▸ Requirement
Go through the entries, filter for the word "bool", and copy every line that has it.

▸ Records to use
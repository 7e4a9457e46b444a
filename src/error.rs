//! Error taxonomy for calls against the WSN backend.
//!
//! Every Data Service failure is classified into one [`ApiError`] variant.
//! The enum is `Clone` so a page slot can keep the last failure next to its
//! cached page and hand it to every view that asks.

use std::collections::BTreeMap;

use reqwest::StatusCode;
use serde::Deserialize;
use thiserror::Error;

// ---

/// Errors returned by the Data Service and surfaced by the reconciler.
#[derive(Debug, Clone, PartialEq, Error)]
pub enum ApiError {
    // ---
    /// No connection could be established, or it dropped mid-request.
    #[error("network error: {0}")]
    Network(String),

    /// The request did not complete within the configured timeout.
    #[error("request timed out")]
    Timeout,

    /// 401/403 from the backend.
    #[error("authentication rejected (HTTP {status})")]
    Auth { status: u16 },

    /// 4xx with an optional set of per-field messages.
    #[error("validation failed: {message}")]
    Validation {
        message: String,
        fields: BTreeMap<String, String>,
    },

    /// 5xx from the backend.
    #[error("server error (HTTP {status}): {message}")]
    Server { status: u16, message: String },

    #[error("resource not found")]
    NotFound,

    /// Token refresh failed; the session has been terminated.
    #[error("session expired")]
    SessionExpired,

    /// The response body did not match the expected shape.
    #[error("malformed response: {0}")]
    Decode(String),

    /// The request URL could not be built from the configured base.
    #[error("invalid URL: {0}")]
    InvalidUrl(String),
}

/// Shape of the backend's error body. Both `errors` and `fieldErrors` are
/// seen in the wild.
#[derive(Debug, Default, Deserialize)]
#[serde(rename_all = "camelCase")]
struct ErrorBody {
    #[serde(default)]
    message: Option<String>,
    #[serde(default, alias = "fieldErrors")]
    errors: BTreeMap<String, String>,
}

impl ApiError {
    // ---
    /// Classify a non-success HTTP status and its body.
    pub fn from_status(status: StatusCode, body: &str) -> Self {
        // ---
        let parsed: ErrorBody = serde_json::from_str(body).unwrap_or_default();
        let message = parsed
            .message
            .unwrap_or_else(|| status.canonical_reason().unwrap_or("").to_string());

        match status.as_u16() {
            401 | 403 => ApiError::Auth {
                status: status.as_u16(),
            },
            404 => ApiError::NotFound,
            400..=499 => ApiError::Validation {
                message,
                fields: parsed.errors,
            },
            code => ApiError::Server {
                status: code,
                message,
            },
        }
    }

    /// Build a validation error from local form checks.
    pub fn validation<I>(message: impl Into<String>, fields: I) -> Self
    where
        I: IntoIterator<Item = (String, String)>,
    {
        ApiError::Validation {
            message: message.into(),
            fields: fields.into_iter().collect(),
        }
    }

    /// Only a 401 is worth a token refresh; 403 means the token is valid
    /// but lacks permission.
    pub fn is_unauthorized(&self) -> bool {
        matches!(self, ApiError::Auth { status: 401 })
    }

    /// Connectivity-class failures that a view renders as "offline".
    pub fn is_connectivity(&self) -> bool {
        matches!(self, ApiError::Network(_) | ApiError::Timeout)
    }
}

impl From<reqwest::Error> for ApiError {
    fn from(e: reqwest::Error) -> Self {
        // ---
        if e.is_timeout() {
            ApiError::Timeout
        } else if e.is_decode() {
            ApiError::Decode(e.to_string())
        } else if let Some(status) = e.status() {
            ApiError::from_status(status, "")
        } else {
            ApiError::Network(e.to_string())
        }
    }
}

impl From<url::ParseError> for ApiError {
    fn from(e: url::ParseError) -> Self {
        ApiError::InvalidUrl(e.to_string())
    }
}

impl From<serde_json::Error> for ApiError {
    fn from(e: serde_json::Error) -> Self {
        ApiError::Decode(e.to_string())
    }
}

==

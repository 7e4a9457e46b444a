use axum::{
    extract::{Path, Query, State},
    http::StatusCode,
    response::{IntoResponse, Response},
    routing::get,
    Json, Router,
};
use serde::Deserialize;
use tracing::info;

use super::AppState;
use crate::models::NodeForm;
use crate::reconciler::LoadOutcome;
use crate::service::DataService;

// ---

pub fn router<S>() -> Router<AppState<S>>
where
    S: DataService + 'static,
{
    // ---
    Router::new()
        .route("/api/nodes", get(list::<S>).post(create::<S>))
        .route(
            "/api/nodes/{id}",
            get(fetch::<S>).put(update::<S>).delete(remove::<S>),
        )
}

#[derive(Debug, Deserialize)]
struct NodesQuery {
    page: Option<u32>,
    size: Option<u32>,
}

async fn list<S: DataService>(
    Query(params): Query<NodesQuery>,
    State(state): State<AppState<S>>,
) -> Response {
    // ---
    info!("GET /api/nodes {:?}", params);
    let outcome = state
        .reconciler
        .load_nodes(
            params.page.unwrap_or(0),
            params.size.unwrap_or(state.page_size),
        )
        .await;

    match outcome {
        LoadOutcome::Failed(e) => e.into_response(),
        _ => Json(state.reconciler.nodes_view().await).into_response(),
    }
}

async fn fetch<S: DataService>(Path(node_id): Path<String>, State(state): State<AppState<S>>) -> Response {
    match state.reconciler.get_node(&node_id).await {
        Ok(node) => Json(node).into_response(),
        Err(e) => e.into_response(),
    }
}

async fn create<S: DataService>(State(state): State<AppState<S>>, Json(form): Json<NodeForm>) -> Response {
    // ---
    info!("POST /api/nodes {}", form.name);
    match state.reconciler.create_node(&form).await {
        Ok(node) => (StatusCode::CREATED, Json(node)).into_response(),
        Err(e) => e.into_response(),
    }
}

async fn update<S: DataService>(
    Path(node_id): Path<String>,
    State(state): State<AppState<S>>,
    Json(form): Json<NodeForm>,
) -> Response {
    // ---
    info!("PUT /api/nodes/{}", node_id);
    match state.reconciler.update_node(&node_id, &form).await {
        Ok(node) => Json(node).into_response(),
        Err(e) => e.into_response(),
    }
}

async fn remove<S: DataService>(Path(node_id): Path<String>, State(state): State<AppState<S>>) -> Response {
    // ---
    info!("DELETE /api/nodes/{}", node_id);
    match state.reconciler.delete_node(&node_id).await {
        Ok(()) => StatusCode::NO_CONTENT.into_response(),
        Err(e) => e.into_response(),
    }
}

▸ Written reply
    pub fn is_unauthorized(&self) -> bool {
    pub fn is_connectivity(&self) -> bool {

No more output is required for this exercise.